The 22nd film entry and the standalone sequel to Barbie in A Mermaid Tale follows the return of Barbie as surfer-mermaid, Merliah Summers, to Australia to compete in a huge surfing competition. While Merliah is away from Oceana, a mermaid with evil intentions named Eris returns to attempt to take over the throne a second time. Merliah and her friends are pushed to the limit as her love for both worlds are challenged. With Eris defeated, Merliah cheers on a local surfing rival, Kylie Morgan, while she discovers her magic powers as she surfs through the water. After winning, Kylie went down the winner's podium to share the trophy with Merliah.
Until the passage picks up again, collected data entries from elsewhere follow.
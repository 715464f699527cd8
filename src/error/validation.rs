use thiserror::Error;

#[derive(Debug, Error)]
pub enum ValidationError {
    #[error("Invalid boolean '{value}'. Expected true/false, yes/no, on/off, or 1/0.")]
    InvalidBoolean { value: String },
    #[error("Duration must not be empty.")]
    DurationEmpty,
    #[error("Invalid duration '{value}'.")]
    InvalidDurationFormat { value: String },
    #[error("Invalid duration '{value}': {source}")]
    InvalidDurationNumber {
        value: String,
        #[source]
        source: std::num::ParseIntError,
    },
    #[error("Duration overflow.")]
    DurationOverflow,
    #[error("Invalid duration unit '{unit}'.")]
    InvalidDurationUnit { unit: String },
    #[error("Duration must be > 0.")]
    DurationZero,
    #[error("Duration '{value}' must be a whole number of seconds.")]
    DurationNotWholeSeconds { value: String },
    #[error("Value must be >= {min}.")]
    ValueTooSmall { min: u64 },
    #[error("Invalid value: {source}")]
    InvalidNumber {
        #[source]
        source: std::num::ParseIntError,
    },
    #[error("Invalid quantile '{value}': {source}")]
    InvalidQuantileNumber {
        value: String,
        #[source]
        source: std::num::ParseFloatError,
    },
    #[error("Quantile {value} must be within (0, 1].")]
    QuantileOutOfRange { value: f64 },
    #[error("Invalid URL '{url}': {source}")]
    InvalidUrl {
        url: String,
        #[source]
        source: url::ParseError,
    },
    #[error("URL '{url}' cannot be used as an API base.")]
    UrlCannotBeBase { url: String },
    #[error("Invalid Datadog site '{site}'.")]
    InvalidSite { site: String },
    #[error("--metrics-client-cert requires --metrics-client-key.")]
    CertRequiresKey,
    #[error("--metrics-client-key requires --metrics-client-cert.")]
    KeyRequiresCert,
    #[error("Test expectation failed: {message}")]
    TestExpectation { message: &'static str },
    #[error("Test expectation failed: {message}: {value}")]
    TestExpectationValue {
        message: &'static str,
        value: String,
    },
}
=== Barbie: The Princess & the Popstar (2012) ===

The 23rd film entry and the first modern Barbie film adaptation of Mark Twain's "The Prince and the Pauper" stars Barbie as the dual role of Princess Victoria, or Princess Tori for short, of the Kingdom of Maribella and a popstar, Keira, the latter performing a concert to commemorate the kingdom's 500th anniversary. As they meet and they discover they have a lot in common, including their beautiful looks. The two decided to swap places to discover whether or not the other life would be as easy as they thought it would be. They begin to find more value in being the best version of themselves in a race against time to save the kingdom.

This film also stars Barbie's sisters; Stacie as Meredith and Chelsea as Trevi.

===Barbie in the Pink Shoes (2013)===
The 24th film entry and the 4th and final dance film in the series stars Barbie as a ballet dancer Kristyn Farraday who one day gets swept away with her friend, Hayley, to a secret ballet world when she tries on a pair of sparkly pink shoes. In this new fantasy world, Kristyn learns about an evil Snow Queen and that she must defeat by dancing her favorite ballets, which are the famous ballets of Giselle and Swan Lake.

From this film until Barbie: Video Game Hero, every Barbie film would be originally released on DVD, Blu-ray, and Digital copies (renamed as "Digital HD").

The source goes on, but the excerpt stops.